04-02 Various types of plots

04 - 02 Various types of Plots

In previous module we saw one of the basic types of plots -- line plots. Apart from line plots there are various different types of plots supported by matplotlib.

In this module we shall take a look at some of them.

In this module, instead of plotting random data, we will load some of the publicly available datasets and plot them.

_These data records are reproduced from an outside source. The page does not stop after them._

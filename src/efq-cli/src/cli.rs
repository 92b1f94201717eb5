//! Command-line interface for efq
//!
//! Argument parsing with clap. Request parameters are given as `key:value`
//! pairs, the same keys a client would post.

use clap::{ArgAction, Parser, Subcommand};
use std::path::PathBuf;

/// efq - run entity field queries against JSON records
///
/// efq parses the compact query DSL used by listing clients (field filters,
/// categories, date windows, sorting, paging) and runs it against a JSON
/// array of records.
#[derive(Parser, Debug)]
#[command(name = "efq")]
#[command(author, version, about)]
#[command(after_help = "EXAMPLES:\n  \
    # Paged listing of articles, newest first\n  \
    efq query content_type:article sort:created-DESC paged:1-10 --data nodes.json\n\n  \
    # Events overlapping January\n  \
    efq query content_type:event date:field_date--2024-01-01,2024-01-31 --data nodes.json\n\n  \
    # Show the descriptor a request builds\n  \
    efq parse field:field_price--10--'>='\n\n  \
    # Pager links for 95 records\n  \
    efq pager 5-10--restricted-5 95")]
#[command(propagate_version = true)]
pub struct Cli {
    #[command(subcommand)]
    pub command: Commands,

    /// Configuration file (searched in standard locations if not given)
    #[arg(long, global = true, value_name = "FILE")]
    pub config: Option<PathBuf>,

    /// Increase logging verbosity (-v, -vv, -vvv)
    #[arg(short, long, action = ArgAction::Count, global = true)]
    pub verbose: u8,

    /// Use compact output (no pretty-printing)
    #[arg(short, long, global = true)]
    pub compact_output: bool,
}

#[derive(Subcommand, Debug)]
pub enum Commands {
    /// Run a request against a JSON records file and print the response
    #[command(after_help = "EXAMPLES:\n  \
        efq query content_type:article paged:2-10 --data nodes.json\n  \
        efq query nids:1,2,3 --ids-only --data nodes.json\n  \
        efq query --batch requests.json --data nodes.json")]
    Query {
        /// Request parameters as key:value
        #[arg(value_name = "KEY:VALUE", value_parser = parse_param)]
        params: Vec<(String, String)>,

        /// JSON array of records
        #[arg(short, long, value_name = "FILE")]
        data: Option<PathBuf>,

        /// JSON array of parameter objects, answered in order
        #[arg(long, value_name = "FILE", conflicts_with = "params")]
        batch: Option<PathBuf>,

        /// Print matching ids instead of rendered records
        #[arg(long)]
        ids_only: bool,
    },

    /// Render a block placement against a JSON records file
    Block {
        /// Bundle(s) listed by the block, comma-separated
        #[arg(long)]
        content_type: Option<String>,

        /// View mode of the rendered records
        #[arg(long)]
        view_mode: Option<String>,

        /// JSON array of records
        #[arg(short, long, value_name = "FILE")]
        data: Option<PathBuf>,
    },

    /// Print the descriptor, view mode and pager a request builds
    Parse {
        /// Request parameters as key:value
        #[arg(value_name = "KEY:VALUE", value_parser = parse_param)]
        params: Vec<(String, String)>,
    },

    /// Print pager state and links for a pager spec and a record total
    Pager {
        /// Pager spec, e.g. 3-10 or 5-10--restricted-5
        spec: String,

        /// Total number of matching records
        total: u64,
    },

    /// Configuration management
    Config {
        #[command(subcommand)]
        command: ConfigCommands,
    },
}

#[derive(Subcommand, Debug)]
pub enum ConfigCommands {
    /// Show current configuration
    Show,

    /// Create default configuration file
    Init {
        /// Path to create config file
        #[arg(default_value = "efq.toml")]
        path: PathBuf,

        /// Force overwrite if file exists
        #[arg(short, long)]
        force: bool,
    },
}

/// Split `key:value` at the first colon
pub fn parse_param(raw: &str) -> Result<(String, String), String> {
    match raw.split_once(':') {
        Some((key, value)) if !key.trim().is_empty() => {
            Ok((key.trim().to_string(), value.to_string()))
        }
        _ => Err(format!("expected KEY:VALUE, got '{raw}'")),
    }
}

/// Parse command-line arguments
pub fn parse_args() -> Cli {
    Cli::parse()
}

/// Parse command-line arguments from a vector (for testing)
pub fn parse_args_from<I, T>(args: I) -> Result<Cli, clap::Error>
where
    I: IntoIterator<Item = T>,
    T: Into<std::ffi::OsString> + Clone,
{
    Cli::try_parse_from(args)
}

#[cfg(test)]
mod tests {
    use super::*;
    use pretty_assertions::assert_eq;

    #[test]
    fn test_query_parsing() {
        let args = vec![
            "efq",
            "query",
            "content_type:article",
            "date:field_date--2024-01-01T00:00,2024-01-31T23:59",
            "--data",
            "nodes.json",
            "-vv",
        ];
        let cli = parse_args_from(args).unwrap();
        assert_eq!(cli.verbose, 2);
        match cli.command {
            Commands::Query { params, data, .. } => {
                assert_eq!(
                    params,
                    vec![
                        ("content_type".to_string(), "article".to_string()),
                        (
                            "date".to_string(),
                            "field_date--2024-01-01T00:00,2024-01-31T23:59".to_string()
                        ),
                    ]
                );
                assert_eq!(data, Some(PathBuf::from("nodes.json")));
            }
            other => panic!("unexpected command: {other:?}"),
        }
    }

    #[test]
    fn test_param_without_colon_is_rejected() {
        assert!(parse_param("content_type").is_err());
        assert!(parse_param(":article").is_err());
        assert!(parse_args_from(vec!["efq", "parse", "sort"]).is_err());
    }

    #[test]
    fn test_pager_and_config_commands() {
        let cli = parse_args_from(vec!["efq", "pager", "2-10", "95", "-c"]).unwrap();
        assert!(cli.compact_output);
        assert!(matches!(cli.command, Commands::Pager { total: 95, .. }));

        let cli = parse_args_from(vec!["efq", "config", "init", "--force"]).unwrap();
        match cli.command {
            Commands::Config {
                command: ConfigCommands::Init { path, force },
            } => {
                assert_eq!(path, PathBuf::from("efq.toml"));
                assert!(force);
            }
            other => panic!("unexpected command: {other:?}"),
        }
    }

    #[test]
    fn test_batch_conflicts_with_params() {
        let args = vec!["efq", "query", "nid:1", "--batch", "requests.json"];
        assert!(parse_args_from(args).is_err());
    }
}
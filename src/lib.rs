//! efq: entity field queries for filtered, sorted and paginated listings
//!
//! Clients describe a listing as a flat map of keys to compact DSL strings
//! (`field`, `category`, `date`, `sort`, `paged`, ...). The workspace is split
//! the same way a request flows:
//!
//! - [`parser`] - fragment grammars (`efq-parser`)
//! - [`query`] - descriptor building, backend translation, the in-memory
//!   store (`efq-query`)
//! - [`dispatch`] - dispatching, pagination, rendering and caching (`efq-core`)
//!
//! ```rust
//! use efq::{params, DescriptorBuilder, Dispatcher, MemoryStore, QueryConfig, Response};
//!
//! let store = MemoryStore::from_json(
//!     "nid",
//!     r#"[{"nid": 1, "type": "article", "status": 1},
//!         {"nid": 2, "type": "article", "status": 1}]"#,
//! )?;
//! let mut dispatcher = Dispatcher::new(
//!     DescriptorBuilder::new(QueryConfig::default())?,
//!     &store,
//!     &store,
//! );
//!
//! let response = dispatcher.respond(&params([("content_type", "article"), ("paged", "1-1")]));
//! let Response::Rendered { pager: Some(pager), .. } = response else {
//!     panic!("expected a paged listing");
//! };
//! assert_eq!(pager.state.total_pages, 2);
//! # Ok::<(), Box<dyn std::error::Error>>(())
//! ```

pub use efq_core as dispatch;
pub use efq_parser as parser;
pub use efq_query as query;
pub use efq_shared as shared;

pub use efq_core::{
    nodes_route, paged_nodes_route, paginate, replay_params, BlockConfig, DispatchError,
    Dispatcher, LruResponseCache, Pager, PagerLink, PagerLinkKind, PagerState, RenderError,
    RenderedOutput, Renderer, Response, ResponseCache,
};
pub use efq_parser::{PagerMode, PagerSpec, ParseError};
pub use efq_query::{
    BuildError, DescriptorBuilder, EntityId, ExecutionError, InvalidDatePolicy, MemoryStore,
    ParsedRequest, QueryConfig, QueryDescriptor, QueryExecutor,
};
pub use efq_shared::{params, stable_hash, Params, VERSION};
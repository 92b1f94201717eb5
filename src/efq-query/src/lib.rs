//! # efq-query
//!
//! Turns a flat map of DSL parameters into one normalized
//! [`QueryDescriptor`] and drives an entity-query backend with it.
//!
//! This crate provides:
//! - The table-driven [`DescriptorBuilder`] and its [`QueryConfig`]
//! - The [`EntityQuery`] contract and the translator that walks condition trees
//! - The [`QueryExecutor`] contract used by the dispatcher
//! - [`MemoryStore`], a reference backend over JSON records
//!
//! ```rust
//! use efq_query::{DescriptorBuilder, MemoryStore, QueryConfig, QueryExecutor};
//! use efq_shared::params;
//!
//! let store = MemoryStore::from_json(
//!     "nid",
//!     r#"[{"nid": 1, "type": "page", "status": 1, "field_price": 5},
//!         {"nid": 2, "type": "page", "status": 1, "field_price": 50}]"#,
//! )?;
//! let request = DescriptorBuilder::new(QueryConfig::default())?
//!     .build(&params([("field", "field_price--10--<=")]))?;
//! assert_eq!(store.execute(&request.descriptor)?, vec![1]);
//! # Ok::<(), Box<dyn std::error::Error>>(())
//! ```

pub mod builder;
pub mod config;
pub mod descriptor;
pub mod executor;
pub mod memory;
pub mod translate;

pub use builder::{is_known_key, BuildError, DescriptorBuilder, ParsedRequest};
pub use config::{default_bundle_key, InvalidDatePolicy, QueryConfig};
pub use descriptor::{Bundle, QueryDescriptor};
pub use executor::{EntityId, ExecutionError, QueryExecutor};
pub use memory::{MemoryGroup, MemoryQuery, MemoryStore};
pub use translate::{
    apply_filters, apply_query, build_group, ConditionSink, EntityQuery, QueryGroup,
    RANDOM_ORDER_TAG,
};

/// Re-export commonly used types from efq-shared
pub use efq_shared::{Params, Result};
//! Configuration management for efq
//!
//! Settings come from, in increasing precedence: built-in defaults, a TOML
//! file (`efq.toml` or `.efq.toml` in the current directory, the user config
//! directory or the home directory), `EFQ_*` environment variables and
//! command-line flags.

use efq_core::{DEFAULT_CACHE_CAPACITY, DEFAULT_CACHE_TTL};
use efq_query::{InvalidDatePolicy, QueryConfig};
use serde::{Deserialize, Serialize};

use std::fs;
use std::path::{Path, PathBuf};

use crate::cli::Cli;

const CONFIG_NAMES: [&str; 2] = ["efq.toml", ".efq.toml"];

/// Configuration errors
#[derive(Debug, thiserror::Error)]
pub enum ConfigError {
    #[error("Failed to read config file {}: {source}", path.display())]
    Read {
        path: PathBuf,
        source: std::io::Error,
    },

    #[error("Invalid config file {}: {message}", path.display())]
    Parse { path: PathBuf, message: String },

    #[error("Failed to serialize config: {0}")]
    Serialize(String),

    #[error("Failed to write config file {}: {source}", path.display())]
    Write {
        path: PathBuf,
        source: std::io::Error,
    },

    #[error("Config file already exists: {} (use --force to overwrite)", .0.display())]
    Exists(PathBuf),

    #[error("Invalid configuration: {0}")]
    Invalid(String),
}

/// Main configuration structure for efq runtime
#[derive(Debug, Clone, Default, Serialize, Deserialize)]
#[serde(default)]
pub struct Config {
    /// Query builder defaults
    pub query: QueryConfig,
    /// Records source
    pub data: DataConfig,
    /// Response cache
    pub cache: CacheConfig,
    /// Output formatting
    pub output: OutputConfig,
    /// Logging
    pub debug: DebugConfig,
}

/// Records source configuration
#[derive(Debug, Clone, Default, Serialize, Deserialize)]
#[serde(default)]
pub struct DataConfig {
    /// Records file used when `--data` is not given
    pub records: Option<PathBuf>,
}

/// Response cache configuration
#[derive(Debug, Clone, Serialize, Deserialize)]
#[serde(default)]
pub struct CacheConfig {
    /// Whether responses are cached within one run
    pub enabled: bool,
    /// Maximum number of cached responses
    pub capacity: usize,
    /// Lifetime of a cached response in seconds
    pub ttl_secs: u64,
}

/// Output configuration
#[derive(Debug, Clone, Serialize, Deserialize)]
#[serde(default)]
pub struct OutputConfig {
    /// Pretty-print JSON
    pub pretty: bool,
    /// Include the placeholder message next to non-rendered responses
    pub include_message: bool,
}

/// Debug and diagnostic configuration
#[derive(Debug, Clone, Default, Serialize, Deserialize)]
#[serde(default)]
pub struct DebugConfig {
    /// 0 = warn, 1 = info, 2 = debug, 3+ = trace
    pub verbosity: u8,
}

impl Default for CacheConfig {
    fn default() -> Self {
        Self {
            enabled: true,
            capacity: DEFAULT_CACHE_CAPACITY,
            ttl_secs: DEFAULT_CACHE_TTL.as_secs(),
        }
    }
}

impl Default for OutputConfig {
    fn default() -> Self {
        Self {
            pretty: true,
            include_message: true,
        }
    }
}

fn parse_bool(val: &str) -> bool {
    val != "0" && !val.eq_ignore_ascii_case("false")
}

impl Config {
    /// Load configuration from a specific file
    pub fn load_from_file(path: &Path) -> Result<Self, ConfigError> {
        let content = fs::read_to_string(path).map_err(|source| ConfigError::Read {
            path: path.to_path_buf(),
            source,
        })?;
        toml::from_str(&content).map_err(|e| ConfigError::Parse {
            path: path.to_path_buf(),
            message: e.to_string(),
        })
    }

    /// Load configuration from `explicit` or the first file found in the
    /// standard locations, then apply environment variables
    pub fn load(explicit: Option<&Path>) -> Result<Self, ConfigError> {
        let path = match explicit {
            Some(path) => Some(path.to_path_buf()),
            None => Self::find_config_file(None),
        };
        let mut config = match path {
            Some(path) => {
                log::debug!("Loading configuration from {}", path.display());
                Self::load_from_file(&path)?
            }
            None => Self::default(),
        };
        config.merge_env();
        Ok(config)
    }

    /// Find configuration file in standard locations
    pub fn find_config_file(current_dir: Option<&Path>) -> Option<PathBuf> {
        let current_dir = match current_dir {
            Some(dir) => dir.to_path_buf(),
            None => std::env::current_dir().unwrap_or_else(|_| PathBuf::from(".")),
        };

        let mut dirs_to_check = vec![current_dir];
        if let Some(config_dir) = dirs::config_dir() {
            dirs_to_check.push(config_dir.join("efq"));
        }
        if let Some(home) = dirs::home_dir() {
            dirs_to_check.push(home);
        }

        dirs_to_check
            .iter()
            .flat_map(|dir| CONFIG_NAMES.iter().map(move |name| dir.join(name)))
            .find(|path| path.exists())
    }

    /// Apply `EFQ_*` environment variables
    pub fn merge_env(&mut self) {
        self.merge_env_with_reader(|key| std::env::var(key).ok());
    }

    /// Apply environment overrides read through `env_reader`; values that do
    /// not parse reset the setting to its default
    pub fn merge_env_with_reader<F>(&mut self, env_reader: F)
    where
        F: Fn(&str) -> Option<String>,
    {
        let query_defaults = QueryConfig::default();

        if let Some(val) = env_reader("EFQ_ENTITY_KIND") {
            self.query.default_entity_kind = val;
        }

        // Empty means "any bundle"
        if let Some(val) = env_reader("EFQ_BUNDLE") {
            self.query.default_bundle = Some(val).filter(|v| !v.trim().is_empty());
        }

        if let Some(val) = env_reader("EFQ_STATUS") {
            self.query.default_status = if val.eq_ignore_ascii_case("none") {
                None
            } else {
                val.parse().ok().or(query_defaults.default_status)
            };
        }

        if let Some(val) = env_reader("EFQ_VIEW_MODE") {
            self.query.default_view_mode = val;
        }

        if let Some(val) = env_reader("EFQ_TIMEZONE") {
            self.query.storage_timezone = val;
        }

        if let Some(val) = env_reader("EFQ_INVALID_DATE_POLICY") {
            self.query.invalid_date_policy = match val.to_lowercase().as_str() {
                "fallback" => InvalidDatePolicy::Fallback,
                _ => InvalidDatePolicy::Reject,
            };
        }

        if let Some(val) = env_reader("EFQ_FALLBACK_MONTHS") {
            self.query.fallback_months = val.parse().unwrap_or(query_defaults.fallback_months);
        }

        if let Some(val) = env_reader("EFQ_DATA") {
            self.data.records = Some(PathBuf::from(val));
        }

        if let Some(val) = env_reader("EFQ_CACHE") {
            self.cache.enabled = parse_bool(&val);
        }

        if let Some(val) = env_reader("EFQ_CACHE_CAPACITY") {
            self.cache.capacity = val.parse().unwrap_or(CacheConfig::default().capacity);
        }

        if let Some(val) = env_reader("EFQ_CACHE_TTL") {
            self.cache.ttl_secs = val.parse().unwrap_or(CacheConfig::default().ttl_secs);
        }

        if let Some(val) = env_reader("EFQ_VERBOSITY") {
            self.debug.verbosity = val.parse().unwrap_or_default();
        }
    }

    /// Apply command-line flags
    pub fn apply_cli(&mut self, cli: &Cli) {
        if cli.verbose > 0 {
            self.debug.verbosity = cli.verbose;
        }
        if cli.compact_output {
            self.output.pretty = false;
        }
    }

    /// Check settings that would otherwise fail on the first request
    pub fn validate(&self) -> Result<(), ConfigError> {
        self.query
            .date_formats()
            .map_err(|e| ConfigError::Invalid(e.to_string()))?;
        self.query
            .timezone()
            .map_err(|e| ConfigError::Invalid(e.to_string()))?;
        if self.query.default_range.length == 0 {
            return Err(ConfigError::Invalid(
                "default range length must be greater than 0".to_string(),
            ));
        }
        if self.cache.enabled && self.cache.capacity == 0 {
            return Err(ConfigError::Invalid(
                "cache capacity must be greater than 0".to_string(),
            ));
        }
        Ok(())
    }

    /// Configuration as TOML
    pub fn to_toml(&self) -> Result<String, ConfigError> {
        toml::to_string_pretty(self).map_err(|e| ConfigError::Serialize(e.to_string()))
    }

    /// Save configuration to file
    pub fn save(&self, path: &Path) -> Result<(), ConfigError> {
        let content = self.to_toml()?;
        fs::write(path, content).map_err(|source| ConfigError::Write {
            path: path.to_path_buf(),
            source,
        })
    }
}

/// Create a default config file template
pub fn create_default_config_file(path: &Path, force: bool) -> Result<(), ConfigError> {
    if path.exists() && !force {
        return Err(ConfigError::Exists(path.to_path_buf()));
    }
    Config::default().save(path)
}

To load these files, we will be using read_csv function from pandas module.. somthing that we will dig deeper in the last module.

In [237]:
# Our boilerplate imports
%matplotlib inline
import matplotlib.pyplot as plt
plt.style.use('seaborn-darkgrid')
import numpy as np
import pandas as pd
In [261]:
global_co2_emission = pd.read_csv('sample_datasets/global_co2_emission.csv')

04 - 02.01 Scatter plots

Scatter plots are similar to line plots except that instead of points being joined by line segments, in scatter plots, the points are represented by a shape like circle, triangle, dot etc. These shapes are known as markers

Lets take a look at a simple sine plot

In [3]:
fig = plt.figure()
ax = fig.add_subplot(111) 
theta = np.linspace(-np.pi, np.pi, 50)
plt.scatter(theta, np.sin(theta))
Out[3]:
<matplotlib.collections.PathCollection at 0x107cb1eb8>

Markers

There are various types of markers supported by matplotlib. Below is a visual representation of them

marker description marker description marker description marker description
"." point "+" plus "," pixel "x" cross
"o" circle "D" diamond "d" thin_diamond
"8" octagon "s" square "p" pentagon "*" star
"|" vertical line "_" horizontal line "h" hexagon1 "H" hexagon2
0 tickleft 4 caretleft "<" triangle_left "3" tri_left
1 tickright 5 caretright ">" triangle_right "4" tri_right
2 tickup 6 caretup "^" triangle_up "2" tri_up
3 tickdown 7 caretdown "v" triangle_down "1" tri_down
"None" nothing None nothing " " nothing "" nothing

Code to generate this plot is in XX - Miscellaneous plots.ipynb notebook

In [4]:
fig = plt.figure()
ax = fig.add_subplot(111) 
theta = np.linspace(-np.pi, np.pi, 50)
plt.scatter(theta, np.sin(theta), marker="*")
Out[4]:
<matplotlib.collections.PathCollection at 0x109bdb630>

The main difference between plt.scatter and plt.plot is that plt.scatter can be used to control the properties of each individual point (such as size, face color, edge color, etc.). Let's take a look at such an example

In [37]:
N = 50
x = np.random.rand(N)
y = np.random.rand(N)
colors = np.random.rand(N)
area = np.pi * (15 * np.random.rand(N))**2  # 0 to 15 point radii
fig = plt.figure()
plt.scatter(x, y, s=area, c=colors, alpha=0.5, cmap='gist_earth')
plt.colorbar()
Out[37]:
<matplotlib.colorbar.Colorbar at 0x10be42b00>

The color argument is automatically mapped to a color scale which is shown using plt.colorbar(), and the size argument (area of the circles in our example) is given in pixels.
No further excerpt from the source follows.